疲れやすくなってきた、いつも身体がだるいと感じる方へ
若いころと比べると、年齢を重ねるごとに、少しの生活習慣の乱れで疲れを感じやすくなってきます。
健康な身体や肌を保つためには、バランスの取れた食生活や適度な運動、質の良い睡眠が非常に重要です。
しかしながら、忙しい日々の中でどれも完璧にこなすことは難しいはず。そんな時に、考えたいのが、サプリメントで不足している栄養を補うことです。
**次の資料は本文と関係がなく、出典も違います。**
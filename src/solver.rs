use std::collections::BTreeMap;
use std::f64::consts::PI;
use std::fmt::Display;

use log::debug;
use log::trace;
use rand::rngs::StdRng;
use rand::Rng;
use rand::SeedableRng;

use crate::algebra::roots::find_roots;
use crate::algebra::Polynomial;
use crate::algebra::Precision;
use crate::algebra::Scalar;
use crate::error::NumericalValues;
use crate::error::PtolemyError;
use crate::error::Result;

pub type Assignment<V, S> = BTreeMap<V, S>;

/// The solutions found, together with the errors of the branches of
/// the search that failed numerically.
#[derive(Debug)]
pub struct Solutions<V, S> {
    pub assignments: Vec<Assignment<V, S>>,
    pub failures: Vec<PtolemyError>,
}

impl<V, S> Default for Solutions<V, S> {
    fn default() -> Self {
        Self {
            assignments: vec![],
            failures: vec![],
        }
    }
}

/// Isolates all solutions of a polynomial system by repeatedly solving
/// the first univariate equation and substituting each of its roots.
/// Up to `free_dimension` variables that are not determined by the
/// system are set to random values on the unit circle.
pub struct Solver<'a> {
    precision: &'a Precision,
    free_dimension: usize,
    rng: StdRng,
}

impl<'a> Solver<'a> {
    pub fn new(precision: &'a Precision, free_dimension: usize, seed: u64) -> Self {
        Self {
            precision,
            free_dimension,
            rng: StdRng::seed_from_u64(seed),
        }
    }

    /// All solutions. Fails if any branch of the search fails.
    pub fn solve<V, S>(&mut self, equations: &[Polynomial<V, S>]) -> Result<Vec<Assignment<V, S>>>
    where
        V: Ord + Clone + Display,
        S: Scalar,
    {
        let solutions = self.solve_partially(equations)?;
        match solutions.failures.into_iter().next() {
            Some(error) => Err(error),
            None => Ok(solutions.assignments),
        }
    }

    /// All solutions of the branches that succeed. Numerical failures
    /// of a branch are collected and do not affect its siblings.
    /// Structural errors abort the search.
    pub fn solve_partially<V, S>(&mut self, equations: &[Polynomial<V, S>]) -> Result<Solutions<V, S>>
    where
        V: Ord + Clone + Display,
        S: Scalar,
    {
        let equations = equations.iter().map(|e| self.prune(e)).collect();
        let mut solutions = Solutions::default();
        self.branch(equations, self.free_dimension, BTreeMap::new(), &mut solutions)?;
        debug!(
            "Found {} solutions, {} branches failed",
            solutions.assignments.len(),
            solutions.failures.len()
        );
        Ok(solutions)
    }

    fn branch<V, S>(
        &mut self,
        equations: Vec<Polynomial<V, S>>,
        free_dimension: usize,
        assignment: Assignment<V, S>,
        solutions: &mut Solutions<V, S>,
    ) -> Result<()>
    where
        V: Ord + Clone + Display,
        S: Scalar,
    {
        match self.solve_recursively(equations, free_dimension, assignment, solutions) {
            Err(e) if !e.is_fatal() => {
                debug!("Branch failed: {}", e);
                solutions.failures.push(e);
                Ok(())
            }
            result => result,
        }
    }

    /// Removes terms whose coefficients vanish numerically.
    fn prune<V: Ord + Clone, S: Scalar>(&self, equation: &Polynomial<V, S>) -> Polynomial<V, S> {
        Polynomial::from_terms(
            equation
                .terms()
                .filter(|(_, c)| !self.precision.is_negligible(*c))
                .map(|(m, c)| (m.clone(), c.clone())),
        )
    }

    fn solve_recursively<V, S>(
        &mut self,
        equations: Vec<Polynomial<V, S>>,
        free_dimension: usize,
        assignment: Assignment<V, S>,
        solutions: &mut Solutions<V, S>,
    ) -> Result<()>
    where
        V: Ord + Clone + Display,
        S: Scalar,
    {
        let mut remaining = vec![];
        for equation in equations {
            if !equation.is_constant() {
                remaining.push(equation);
            } else if !self.precision.is_negligible(&equation.constant_term()) {
                trace!("Branch is inconsistent: {} = 0", equation);
                return Ok(());
            }
        }
        if remaining.is_empty() {
            if free_dimension > 0 {
                return Err(PtolemyError::numerical(
                    format!("{} free variables left unused", free_dimension),
                    NumericalValues::default(),
                ));
            }
            solutions.assignments.push(assignment);
            return Ok(());
        }
        let univariate = remaining
            .iter()
            .enumerate()
            .find_map(|(i, e)| e.univariate_variable().map(|v| (i, v)));
        let (variable, values, free_dimension) = match univariate {
            Some((i, variable)) => {
                let equation = remaining.remove(i);
                let values = self.roots(&equation, &variable, &remaining)?;
                (variable, values, free_dimension)
            }
            None if free_dimension > 0 => {
                let variable = remaining
                    .last()
                    .and_then(|e| e.variables().into_iter().next())
                    .ok_or_else(|| PtolemyError::structural("non-constant equation without variables"))?;
                let angle = self.rng.gen_range(0.0..2.0 * PI);
                let value = S::from_parts(angle.cos(), angle.sin(), self.precision);
                trace!("Picked random value {} for {}", value, variable);
                (variable, vec![value], free_dimension - 1)
            }
            None => {
                return Err(PtolemyError::Exhaustion(format!(
                    "no univariate equation left in\n{}",
                    history(&remaining)
                )))
            }
        };
        for value in values {
            let substituted = remaining
                .iter()
                .map(|e| self.prune(&e.substitute(&variable, &value)))
                .collect();
            let mut assignment = assignment.clone();
            assignment.insert(variable.clone(), value);
            self.branch(substituted, free_dimension, assignment, solutions)?;
        }
        Ok(())
    }

    fn roots<V, S>(
        &self,
        equation: &Polynomial<V, S>,
        variable: &V,
        remaining: &[Polynomial<V, S>],
    ) -> Result<Vec<S>>
    where
        V: Ord + Clone + Display,
        S: Scalar,
    {
        let coefficients = equation.univariate_coefficients(variable);
        let describe = |message: String| {
            PtolemyError::numerical(
                format!(
                    "{} when solving {} for {}, remaining equations:\n{}",
                    message,
                    equation,
                    variable,
                    history(remaining)
                ),
                coefficients.iter().map(|c| c.to_complex()).collect::<Vec<_>>(),
            )
        };
        let roots = find_roots(&coefficients, self.precision).map_err(|e| describe(e.to_string()))?;
        let degree = equation.degree_in(variable) as usize;
        if roots.len() != degree {
            return Err(describe(format!(
                "found {} roots of a polynomial of degree {}",
                roots.len(),
                degree
            )));
        }
        trace!("Roots for {}: {:?}", variable, roots);
        Ok(roots)
    }
}

fn history<V, S>(equations: &[Polynomial<V, S>]) -> String
where
    V: Ord + Clone + Display,
    S: Scalar,
{
    equations
        .iter()
        .map(|e| e.to_string())
        .collect::<Vec<_>>()
        .join("\n")
}

/// Converts exact equations to the numeric type.
pub fn to_numeric<V: Ord + Clone, S: Scalar>(
    equations: &[Polynomial<V, num::BigRational>],
    precision: &Precision,
) -> Vec<Polynomial<V, S>> {
    equations
        .iter()
        .map(|e| e.map_coefficients(|c| S::from_rational(c, precision)))
        .collect()
}
use num::BigInt;
use num::BigRational;
use num::One;
use num::Zero;

use super::number::Precision;
use super::number::Real;
use super::number::Scalar;

/// Coefficients `B_{2k} / (2k+1)!` for `k = 1..=count`.
///
/// Uses `sum_{j=0}^{m} b_j / (m + 1 - j)! = 0` for the scaled
/// Bernoulli numbers `b_j = B_j / j!`.
fn bernoulli_coefficients(count: usize) -> Vec<BigRational> {
    let mut inverse_factorials = vec![BigRational::one()];
    for n in 1..=2 * count + 1 {
        let next = &inverse_factorials[n - 1] / BigRational::from_integer(BigInt::from(n));
        inverse_factorials.push(next);
    }
    let half = BigRational::new(BigInt::one(), BigInt::from(2));
    let mut even: Vec<BigRational> = Vec::with_capacity(count);
    for k in 1..=count {
        let mut sum = &inverse_factorials[2 * k + 1] - &half * &inverse_factorials[2 * k];
        for (i, b) in even.iter().enumerate() {
            sum += b * &inverse_factorials[2 * (k - i) - 1];
        }
        even.push(-sum);
    }
    even.into_iter()
        .enumerate()
        .map(|(i, b)| b / BigRational::from_integer(BigInt::from(2 * i + 3)))
        .collect()
}

/// The principal branch of the dilogarithm at a fixed precision, with
/// the branch cut on the real axis from 1 to infinity. On the cut the
/// imaginary part is taken as `-pi * ln(z)`.
pub struct Dilogarithm<S: Scalar> {
    coefficients: Vec<S>,
    quarter: S,
    pi: S::Real,
    pi_squared_over_six: S,
}

impl<S: Scalar> Dilogarithm<S> {
    pub fn new(precision: &Precision) -> Self {
        // |u| stays below 1.3, so every term gains more than four bits
        let count = (precision.bits() / 4 + 4) as usize;
        let coefficients = bernoulli_coefficients(count)
            .iter()
            .map(|c| S::from_rational(c, precision))
            .collect();
        let pi = S::pi(precision);
        let pi_squared = S::new(pi.clone() * pi.clone(), S::Real::zero());
        Self {
            coefficients,
            quarter: S::from_parts(0.25, 0.0, precision),
            pi,
            pi_squared_over_six: pi_squared / S::from_integer(6),
        }
    }

    /// Bernoulli series of `Li2(1 - e^{-u})`.
    fn series(&self, u: &S) -> S {
        let u2 = u.clone() * u.clone();
        let mut sum = S::zero();
        for c in self.coefficients.iter().rev() {
            sum = sum * u2.clone() + c.clone();
        }
        u.clone() + u2 * (u.clone() * sum - self.quarter.clone())
    }

    /// Uses `Li2(z) = -Li2(1/z) - ln(-z)^2 / 2 - pi^2 / 6`.
    fn reflected(&self, z: &S) -> S {
        let one = S::one();
        let u = -(one.clone() - one / z.clone()).ln();
        let log = (-z.clone()).ln();
        -self.series(&u) - log.clone() * log / S::from_integer(2) - self.pi_squared_over_six.clone()
    }

    pub fn eval(&self, z: &S) -> S {
        if z.is_zero() {
            return S::zero();
        }
        if z.is_one() {
            return self.pi_squared_over_six.clone();
        }
        let one = S::one();
        let (re, im) = (z.re().to_f64(), z.im().to_f64());
        let norm_sqr = re * re + im * im;
        let value = if re <= 0.5 {
            if norm_sqr > 1.0 {
                self.reflected(z)
            } else {
                self.series(&-(one - z.clone()).ln())
            }
        } else if norm_sqr <= 2.0 * re {
            let u = -z.ln();
            -self.series(&u) + u * (one - z.clone()).ln() + self.pi_squared_over_six.clone()
        } else {
            self.reflected(z)
        };
        if z.im().is_zero() && re > 1.0 {
            S::new(value.re(), -(self.pi.clone() * z.re().ln()))
        } else {
            value
        }
    }
}

#[cfg(test)]
mod tests {
    use std::f64::consts::PI;

    use num::BigInt;
    use num::BigRational;
    use num::Complex;

    use super::bernoulli_coefficients;
    use super::Dilogarithm;
    use crate::algebra::bigfloat::BigComplex;
    use crate::algebra::bigfloat::BigFloat;
    use crate::algebra::number::Precision;
    use crate::algebra::number::Scalar;

    type C = Complex<f64>;

    fn dilog(z: C) -> C {
        Dilogarithm::new(&Precision::default()).eval(&z)
    }

    fn assert_close(x: C, y: C) {
        assert!((x - y).norm() < 1e-13, "{} {}", x, y);
    }

    #[test]
    fn coefficients() {
        let rational = |n: i64, d: i64| BigRational::new(BigInt::from(n), BigInt::from(d));
        assert_eq!(
            bernoulli_coefficients(4),
            vec![
                rational(1, 36),
                rational(-1, 3600),
                rational(1, 211680),
                rational(-1, 10886400)
            ]
        );
    }

    #[test]
    fn special_values() {
        assert_close(dilog(C::new(0.0, 0.0)), C::new(0.0, 0.0));
        assert_close(dilog(C::new(1.0, 0.0)), C::new(PI * PI / 6.0, 0.0));
        assert_close(dilog(C::new(-1.0, 0.0)), C::new(-PI * PI / 12.0, 0.0));
        let ln2 = 2f64.ln();
        assert_close(
            dilog(C::new(0.5, 0.0)),
            C::new(PI * PI / 12.0 - ln2 * ln2 / 2.0, 0.0),
        );
        assert_close(dilog(C::new(2.0, 0.0)), C::new(PI * PI / 4.0, -PI * ln2));
    }

    #[test]
    fn sixth_root_of_unity() {
        // Im Li2(e^{i pi / 3}) is the volume of the regular ideal tetrahedron.
        let z = C::from_polar(1.0, PI / 3.0);
        let value = dilog(z);
        assert!((value.re - PI * PI / 36.0).abs() < 1e-13);
        assert!((value.im - 1.0149416064096536).abs() < 1e-13);
    }

    #[test]
    fn sixth_root_of_unity_to_forty_digits() {
        let precision = Precision::new(40, None).unwrap();
        let bits = precision.bits();
        let two = BigFloat::from(2);
        let z = BigComplex::new(
            BigFloat::from_f64(0.5).with_bits(bits),
            BigFloat::from(3).with_bits(bits).sqrt() / two,
        );
        let value = Dilogarithm::new(&precision).eval(&z);
        let expected_im =
            BigFloat::parse_with_bits("1.01494160640965362502120255427452028594169", bits).unwrap();
        assert!((value.im.clone() - expected_im).abs().to_f64() < 1e-35, "{}", value);
        let pi = BigComplex::pi(&precision);
        let expected_re = pi.clone() * pi / BigFloat::from(36);
        assert!((value.re - expected_re).abs().to_f64() < 1e-35);
    }

    #[test]
    fn reflection_formula() {
        // Li2(z) + Li2(1 - z) = pi^2 / 6 - ln(z) ln(1 - z)
        let one = C::new(1.0, 0.0);
        for z in [
            C::new(0.3, 0.4),
            C::new(-2.0, 1.5),
            C::new(0.9, -0.7),
            C::new(3.0, 0.2),
        ] {
            let lhs = dilog(z) + dilog(one - z);
            let rhs = C::new(PI * PI / 6.0, 0.0) - z.ln() * (one - z).ln();
            assert_close(lhs, rhs);
        }
    }

    #[test]
    fn series_agrees_with_definition_inside_unit_disk() {
        let z = C::new(0.2, -0.3);
        let direct: C = (1..200).map(|k| z.powu(k) / (k * k) as f64).sum();
        assert_close(dilog(z), direct);
    }
}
いつまでも元気で美しくいたい、そうお考えの方はぜひこの機会に検討してみましょう。
・筑波大学 国際統合睡眠医科学研究機構 機構長 ・株式会社S’UIMIN 代表取締役
柳沢 正史
筑波大学医学専門学群・大学院医学研究科博士課程終了。
31歳で渡米し独立、テキサス大学サウルウェスタン医学センター医学センター教授・ハワードヒューズ医学研究所研究員として、2014年まで24年にわたり研究室を主宰。
2010年に内閣府 最先端研究開発支援プログラム(FIRST)に採択され、筑波大学に研究室を開設。 2012年より文部科学省世界トップレベル研究拠点プログラム 国際統合睡眠医科学 研究機構(WPI-IIIS)機構長・教授。
2017年、筑波大発のスタートアップベンチャー企業「S’UIMIN」を起業。 2021年よりムーンショット型研究開発事業のプロジェクトマネージャーを務める。
目次
医学的な研究が続く「睡眠」において、多くの間違った情報も広がっています。
例えば「夢を見るレム睡眠は、浅い睡眠だからダメ」「夢を見ないノンレム睡眠をできてるなら、睡眠時間は短くても大丈夫」「90分サイクルで眠る」など…聞いたことがあるのではないでしょうか。
レム睡眠・ノンレム睡眠については多くのメディアが取り上げているので、言葉自体は聞きなじみがありますよね。なんとなく「浅い睡眠」「深い睡眠」と認識しているものの、実際には間違った情報を鵜呑みにしている方も多いようです。
そこで今回は、睡眠博士である柳沢正史教授に「レム睡眠とノンレム睡眠」について詳しく教えていただきました。「睡眠不足と病気の関係」や「最適な睡眠時間を知る方法」についてもご解説いただいたので、ぜひ最後までチェックしてみてください。
ノンレム睡眠とレム睡眠ってどんなもの?
睡眠不足が引き起こす病気は?
結局のところ、何時間眠ればいいの?
睡眠や健康に関心がある方なら、「レム睡眠」「ノンレム睡眠」という言葉は聞いたことがあるはず。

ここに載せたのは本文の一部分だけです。